**PROBLEM STATEMENT**
Everything from the line containing "let app = router(metrics);" to the end of the records must be restated word for word, and nothing else.

**DATA IN THIS EXERCISE**
#[test]
fn test_sequence_without_ttl_is_never_forgotten() {
    let dir = tempfile::tempdir().unwrap();
    let meta = MetaData::new("Filter", NO_TTL, Priority::High);
    let store = AuthenticatedDataStore::open(dir.path(), meta.clone(), &StorageConfig::default(), metrics()).unwrap();
    let owner = Ed25519Signer::generate().unwrap();
    let t0 = now_ms();

    let r = record(&owner, &meta, b"filter", 1, 0.5, t0);
    let key = r.key();
    assert_eq!(store.put_at(key, r.clone(), t0), PutOutcome::Added);
    let rm = RemovalProof::signed(&owner, &meta.category, &key, 2).unwrap();
    assert_eq!(store.remove_at(&key, &rm, t0), RemoveOutcome::Removed);

    store.prune_expired(t0 + 3_650 * DAY_MS);
    assert_eq!(store.last_sequence_number(&owner.public_key().hash()), Some(2));
    assert_eq!(
        store.put_at(key, r, t0 + 3_650 * DAY_MS),
        PutOutcome::Rejected(RejectReason::StaleSequenceNumber)
    );
}

#[test]
fn test_concurrent_put_and_remove_persist_in_applied_order() {
    let dir = tempfile::tempdir().unwrap();
    let meta = meta();
    let owner = Ed25519Signer::generate().unwrap();
    let now = now_ms();
    let puts: Vec<_> = (0..100).map(|i| record(&owner, &meta, b"contested", 2 * i + 1, 0.5, now)).collect();
    let key = puts[0].key();
    let removals: Vec<_> = (0..100)
        .map(|i| RemovalProof::signed(&owner, &meta.category, &key, 2 * i + 2).unwrap())
        .collect();

    let (in_memory, last_seq) = {
        let store = AuthenticatedDataStore::open(dir.path(), meta.clone(), &StorageConfig::default(), metrics()).unwrap();
        std::thread::scope(|scope| {
            scope.spawn(|| {
                for r in &puts {
                    store.put_at(key, r.clone(), now);
                }
            });
            scope.spawn(|| {
                for rm in &removals {
                    store.remove_at(&key, rm, now);
                }
            });
        });
        let state = (store.get(&key), store.last_sequence_number(&owner.public_key().hash()));
        store.shutdown().unwrap();
        state
    };

    let reopened = AuthenticatedDataStore::open(dir.path(), meta.clone(), &StorageConfig::default(), metrics()).unwrap();
    assert_eq!(reopened.get(&key), in_memory);
    assert_eq!(reopened.last_sequence_number(&owner.public_key().hash()), last_seq);
}

#[derive(Default)]
struct Recorder {
    events: Mutex<Vec<(&'static str, ContentHash)>>,
}

impl StoreListener for Recorder {
    fn on_added(&self, key: &ContentHash, _r: &DistributedDataRecord) {
        self.events.lock().unwrap().push(("added", *key));
    }
    fn on_removed(&self, key: &ContentHash, _r: &DistributedDataRecord) {
        self.events.lock().unwrap().push(("removed", *key));
    }
    fn on_refreshed(&self, key: &ContentHash, _r: &DistributedDataRecord) {
        self.events.lock().unwrap().push(("refreshed", *key));
    }
}

#[test]
fn test_listeners_see_accepted_mutations_only() {
    let dir = tempfile::tempdir().unwrap();
    let meta = meta();
    let store = AuthenticatedDataStore::open(dir.path(), meta.clone(), &StorageConfig::default(), metrics()).unwrap();
    let rec = Arc::new(Recorder::default());
    let listener: Arc<dyn StoreListener> = rec.clone();
    store.add_listener(listener.clone());
    let owner = Ed25519Signer::generate().unwrap();
    let now = now_ms();

    let r = record(&owner, &meta, b"p", 1, 0.5, now);
    let key = r.key();
    store.put_at(key, r.clone(), now);
    store.put_at(key, r, now);
    store.refresh_at(&key, &RefreshProof::signed(&owner, &meta.category, &key, 2).unwrap(), now);
    store.remove_at(&key, &RemovalProof::signed(&owner, &meta.category, &key, 3).unwrap(), now);

    store.remove_listener(&listener);
    let r2 = record(&owner, &meta, b"q", 4, 0.5, now);
    store.put_at(r2.key(), r2, now);

    let events = rec.events.lock().unwrap().clone();
    assert_eq!(events, vec![("added", key), ("refreshed", key), ("removed", key)]);
}

#[test]
fn test_capacity_eviction_reported_as_removal() {
    let dir = tempfile::tempdir().unwrap();
    let meta = meta().with_max_item_count(1);
    let store = AuthenticatedDataStore::open(dir.path(), meta.clone(), &StorageConfig::default(), metrics()).unwrap();
    let rec = Arc::new(Recorder::default());
    store.add_listener(rec.clone());
    let owner = Ed25519Signer::generate().unwrap();
    let now = now_ms();

    let weak = record(&owner, &meta, b"weak", 1, 0.2, now);
    let strong = record(&owner, &meta, b"strong", 2, 0.8, now);
    assert_eq!(store.put_at(weak.key(), weak.clone(), now), PutOutcome::Added);
    assert_eq!(store.put_at(strong.key(), strong.clone(), now), PutOutcome::Added);

    let events = rec.events.lock().unwrap().clone();
    assert_eq!(
        events,
        vec![("added", weak.key()), ("removed", weak.key()), ("added", strong.key())]
    );
}
// Copyright (c) 2026 Amunchain
// Licensed under the Apache License, Version 2.0 (the "License");
// you may not use this file except in compliance with the License.
// You may obtain a copy of the License at
//     http://www.apache.org/licenses/LICENSE-2.0
// Unless required by applicable law or agreed to in writing, software
// distributed under the License is distributed on an "AS IS" BASIS,
// WITHOUT WARRANTIES OR CONDITIONS OF ANY KIND, either express or implied.
// See the License for the specific language governing permissions and
// limitations under the License.

#![forbid(unsafe_code)]
#![warn(missing_docs)]

//! HTTP exporter for the Prometheus registry.

use crate::monitoring::metrics::Metrics;
use axum::{extract::State, http::header, http::StatusCode, response::IntoResponse, routing::get, Router};
use prometheus::{Encoder, TextEncoder};
use std::{net::SocketAddr, sync::Arc};
use tokio::{net::TcpListener, sync::oneshot, task::JoinHandle};
use tracing::{info, warn};

/// Router serving `GET /metrics` and `GET /healthcheck`.
pub fn router(metrics: Arc<Metrics>) -> Router {
    Router::new()
        .route("/metrics", get(render_metrics))
        .route("/healthcheck", get(|| async { "OK" }))
        .with_state(metrics)
}

async fn render_metrics(State(metrics): State<Arc<Metrics>>) -> impl IntoResponse {
    let encoder = TextEncoder::new();
    let mut buf = Vec::new();
    match encoder.encode(&metrics.registry.gather(), &mut buf) {
        Ok(()) => (StatusCode::OK, [(header::CONTENT_TYPE, encoder.format_type().to_string())], buf),
        Err(e) => {
            warn!(?e, "metrics encoding failed");
            (
                StatusCode::INTERNAL_SERVER_ERROR,
                [(header::CONTENT_TYPE, "text/plain".to_string())],
                Vec::new(),
            )
        }
    }
}

/// Running metrics endpoint.
pub struct MetricsServer {
    addr: SocketAddr,
    stop_tx: oneshot::Sender<()>,
    join: JoinHandle<()>,
}

impl MetricsServer {
    /// Bind `addr` and serve in the background.
    pub async fn spawn(addr: SocketAddr, metrics: Arc<Metrics>) -> std::io::Result<Self> {
        let listener = TcpListener::bind(addr).await?;
        let addr = listener.local_addr()?;
        let (stop_tx, stop_rx) = oneshot::channel::<()>();
        let app = router(metrics);
        let join = tokio::spawn(async move {
            let res = axum::serve(listener, app)
                .with_graceful_shutdown(async {
                    let _ = stop_rx.await;
                })
                .await;
            if let Err(e) = res {
                warn!(?e, "metrics server failed");
            }
        });
        info!(%addr, "metrics endpoint listening");
        Ok(Self { addr, stop_tx, join })
    }

    /// Bound address.
    pub fn local_addr(&self) -> SocketAddr {
        self.addr
    }

    /// Stop serving and wait for the server task.
    pub async fn shutdown(self) {
        let _ = self.stop_tx.send(());
        let _ = self.join.await;
    }
}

**TASK RESULT**
        let app = router(metrics);
        let join = tokio::spawn(async move {
            let res = axum::serve(listener, app)
                .with_graceful_shutdown(async {
                    let _ = stop_rx.await;
                })
                .await;
            if let Err(e) = res {
                warn!(?e, "metrics server failed");
            }
        });
        info!(%addr, "metrics endpoint listening");
        Ok(Self { addr, stop_tx, join })
    }

    /// Bound address.
    pub fn local_addr(&self) -> SocketAddr {
        self.addr
    }

    /// Stop serving and wait for the server task.
    pub async fn shutdown(self) {
        let _ = self.stop_tx.send(());
        let _ = self.join.await;
    }
}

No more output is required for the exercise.